Morgan’s writing isn’t just a wistful look back. He’s saying the ’90s were a darker time than we think; he told the Daily Express that he wanted to examine the era because “everything that happened pre-9/11 is now Jurassic history and we’ve completely forgotten it.” The script hits us over the head about Blair’s obsession with “invading another country for humanitarian reasons,” and foreshadows Bush-era catchphrases when Clinton uses the term “slam dunk.” “This is a film about how Tony Blair got us into Iraq,” Loncraine says, and Clinton even predicts what will happen with Bush and Cheney, like Cassandra with a southern accent and a bad haircut.
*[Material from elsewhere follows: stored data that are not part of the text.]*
impl State {
    fn id(&mut self, prefix: &str) -> String {
        self.next_id += 1;
        format!("{prefix}-{}", self.next_id)
    }

    fn take_fault(&mut self, method: &str) -> Option<(String, String)> {
        self.faults.get_mut(method).and_then(|q| q.pop_front())
    }

    fn vm(&mut self, vm: &MoRef) -> VsphereResult<&mut VmProperties> {
        self.vms
            .get_mut(&vm.value)
            .ok_or_else(|| VsphereError::fault("ManagedObjectNotFound", format!("{vm} is gone")))
    }

    /// Record `method` and produce its task. The effect runs only when no
    /// fault is queued.
    fn task(&mut self, method: &str, effect: impl FnOnce(&mut State) -> VsphereResult<()>) -> VsphereResult<MoRef> {
        self.calls.push(method.to_string());
        let info = match self.take_fault(method) {
            Some((fault_type, message)) => TaskInfo {
                state: TaskState::Error,
                error: Some(TaskFault { fault_type, message }),
            },
            None => {
                effect(self)?;
                TaskInfo { state: TaskState::Success, error: None }
            }
        };
        let id = self.id("task");
        self.tasks.insert(id.clone(), info);
        Ok(MoRef::new("Task", id))
    }
}

pub struct FakeVim {
    state: Mutex<State>,
}

pub fn device(type_name: &str, key: i32, label: &str, kind: DeviceKind) -> VirtualDevice {
    VirtualDevice {
        type_name: type_name.into(),
        key,
        label: Some(label.into()),
        controller_key: None,
        unit_number: None,
        connectable: None,
        backing: None,
        kind,
    }
}

/// The hardware of a freshly deployed template: one IDE channel in use,
/// a PVSCSI controller with one disk, a CD drive and a vmxnet3 adapter.
pub fn standard_hardware() -> Vec<VirtualDevice> {
    vec![
        device("VirtualIDEController", 200, "IDE 0", DeviceKind::IdeController { devices: vec![3000, 3001] }),
        device("VirtualIDEController", 201, "IDE 1", DeviceKind::IdeController { devices: vec![] }),
        device("ParaVirtualSCSIController", 1000, "SCSI controller 0", DeviceKind::ScsiController { devices: vec![2000] }),
        VirtualDevice {
            controller_key: Some(1000),
            unit_number: Some(0),
            backing: Some(DeviceBacking::DiskFlat {
                file_name: "[ds1] web01/web01.vmdk".into(),
                disk_mode: "persistent".into(),
                thin_provisioned: Some(true),
            }),
            ..device("VirtualDisk", 2000, "Hard disk 1", DeviceKind::Disk { capacity_kb: 40 * 1024 * 1024 })
        },
        VirtualDevice {
            controller_key: Some(200),
            connectable: Some(ConnectInfo {
                start_connected: false,
                allow_guest_control: true,
                connected: false,
                status: None,
            }),
            ..device("VirtualCdrom", 3000, "CD/DVD drive 1", DeviceKind::Cdrom)
        },
        VirtualDevice {
            controller_key: Some(100),
            connectable: Some(ConnectInfo {
                start_connected: true,
                allow_guest_control: true,
                connected: true,
                status: Some("ok".into()),
            }),
            ..device(
                "VirtualVmxnet3",
                4000,
                "Network adapter 1",
                DeviceKind::Ethernet {
                    mac_address: Some("00:50:56:9a:01:02".into()),
                    wake_on_lan: Some(true),
                },
            )
        },
    ]
}

impl FakeVim {
    pub fn new() -> Self {
        let state = State {
            fields: vec![
                CustomFieldDef { key: 101, name: "BLName".into() },
                CustomFieldDef { key: 102, name: "CDM".into() },
                CustomFieldDef { key: 103, name: "Category".into() },
                CustomFieldDef { key: 104, name: "Maint.Window".into() },
                CustomFieldDef { key: 105, name: "PatchWeek".into() },
            ],
            ..State::default()
        };
        Self { state: Mutex::new(state) }
    }

    fn add_object(&self, kind: ObjectKind, moref: MoRef, name: &str) {
        self.state.lock().unwrap().objects.push((
            kind,
            ManagedObject { moref, name: name.to_string() },
        ));
    }

    /// Add a VM with [`standard_hardware`].
    pub fn with_vm(self, id: &str, name: &str, power: PowerState, cpus: i32, memory_mb: i64) -> Self {
        self.add_object(ObjectKind::VirtualMachine, MoRef::new("VirtualMachine", id), name);
        self.state.lock().unwrap().vms.insert(
            id.to_string(),
            VmProperties {
                name: name.to_string(),
                power_state: power,
                num_cpu: cpus,
                memory_mb,
                guest_full_name: Some("Red Hat Enterprise Linux 9 (64-bit)".into()),
                devices: standard_hardware(),
                root_snapshots: None,
                custom_values: Vec::new(),
            },
        );
        self
    }

    pub fn with_datastore(self, id: &str, name: &str, datacenter: &str) -> Self {
        self.add_object(ObjectKind::Datastore, MoRef::new("Datastore", id), name);
        self.state
            .lock()
            .unwrap()
            .datastore_dc
            .insert(id.to_string(), datacenter.to_string());
        self
    }

    pub fn with_datacenter(self, id: &str, name: &str) -> Self {
        self.add_object(ObjectKind::Datacenter, MoRef::new("Datacenter", id), name);
        self
    }

    pub fn with_cluster(self, id: &str, name: &str) -> Self {
        self.add_object(ObjectKind::Cluster, MoRef::new("ClusterComputeResource", id), name);
        self
    }

    pub fn with_switch(self, id: &str, name: &str, uuid: &str) -> Self {
        self.add_object(
            ObjectKind::DistributedSwitch,
            MoRef::new("VmwareDistributedVirtualSwitch", id),
            name,
        );
        self.state
            .lock()
            .unwrap()
            .switch_uuid
            .insert(id.to_string(), uuid.to_string());
        self
    }

    /// Add a port group with `ports` ports, the first `connected` of which
    /// are in use.
    pub fn with_portgroup(self, id: &str, name: &str, switch_id: &str, ports: u32, connected: u32) -> Self {
        self.add_object(
            ObjectKind::DistributedPortgroup,
            MoRef::new("DistributedVirtualPortgroup", id),
            name,
        );
        {
            let mut st = self.state.lock().unwrap();
            let uuid = st.switch_uuid.get(switch_id).cloned().unwrap_or_default();
            st.portgroups.insert(
                id.to_string(),
                PortgroupBinding {
                    key: id.to_string(),
                    switch: MoRef::new("VmwareDistributedVirtualSwitch", switch_id),
                },
            );
            for n in 0..ports {
                st.ports.push((
                    DistributedPort {
                        key: format!("{}", 100 + n),
                        dvs_uuid: uuid.clone(),
                        portgroup_key: Some(id.to_string()),
                    },
                    n < connected,
                ));
            }
        }
        self
    }

    pub fn with_snapshot(self, vm_id: &str, snapshot_id: &str, name: &str) -> Self {
        {
            let mut st = self.state.lock().unwrap();
            let props = st.vms.get_mut(vm_id).expect("unknown vm");
            props.root_snapshots.get_or_insert_with(Vec::new).push(SnapshotTree {
                snapshot: MoRef::new("VirtualMachineSnapshot", snapshot_id),
                name: name.to_string(),
                description: None,
                create_time: Utc.with_ymd_and_hms(2024, 5, 1, 8, 30, 0).unwrap(),
            });
        }
        self
    }

    pub fn with_custom_value(self, vm_id: &str, key: i32, value: &str) -> Self {
        self.state
            .lock()
            .unwrap()
            .vms
            .get_mut(vm_id)
            .expect("unknown vm")
            .custom_values
            .push(CustomValue { key, value: value.to_string() });
        self
    }

    /// Make the next call of `method` fail with `fault_type`.
    pub fn fail_next(&self, method: &str, fault_type: &str) {
        self.state
            .lock()
            .unwrap()
            .faults
            .entry(method.to_string())
            .or_default()
            .push_back((fault_type.to_string(), format!("{fault_type} injected")));
    }

    /// Mutating calls, in order.
    pub fn calls(&self) -> Vec<String> {
        self.state.lock().unwrap().calls.clone()
    }

    pub fn vm(&self, id: &str) -> Option<VmProperties> {
        self.state.lock().unwrap().vms.get(id).cloned()
    }

    pub fn set_power(&self, id: &str, power: PowerState) {
        if let Some(vm) = self.state.lock().unwrap().vms.get_mut(id) {
            vm.power_state = power;
        }
    }

    pub fn object_names(&self, kind: ObjectKind) -> Vec<String> {
        self.state
            .lock()
            .unwrap()
            .objects
            .iter()
            .filter(|(k, _)| *k == kind)
            .map(|(_, o)| o.name.clone())
            .collect()
    }
}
If that wasn’t enough to make Clinton lovable, it helps that Quaid—who has said that he “went to McDonald’s every day” to bulk up to Clinton weight—has hammy fun with the character, while Sheen, a more familiar quantity as Blair, subordinates himself to Quaid’s goofiness. So, though Loncraine insists “there’s not much about the ’90s I particularly love,” the subliminal message is that back then, the leader of the world was a Hollywood movie star who was right about everything. Also, the cellphones were really, really big.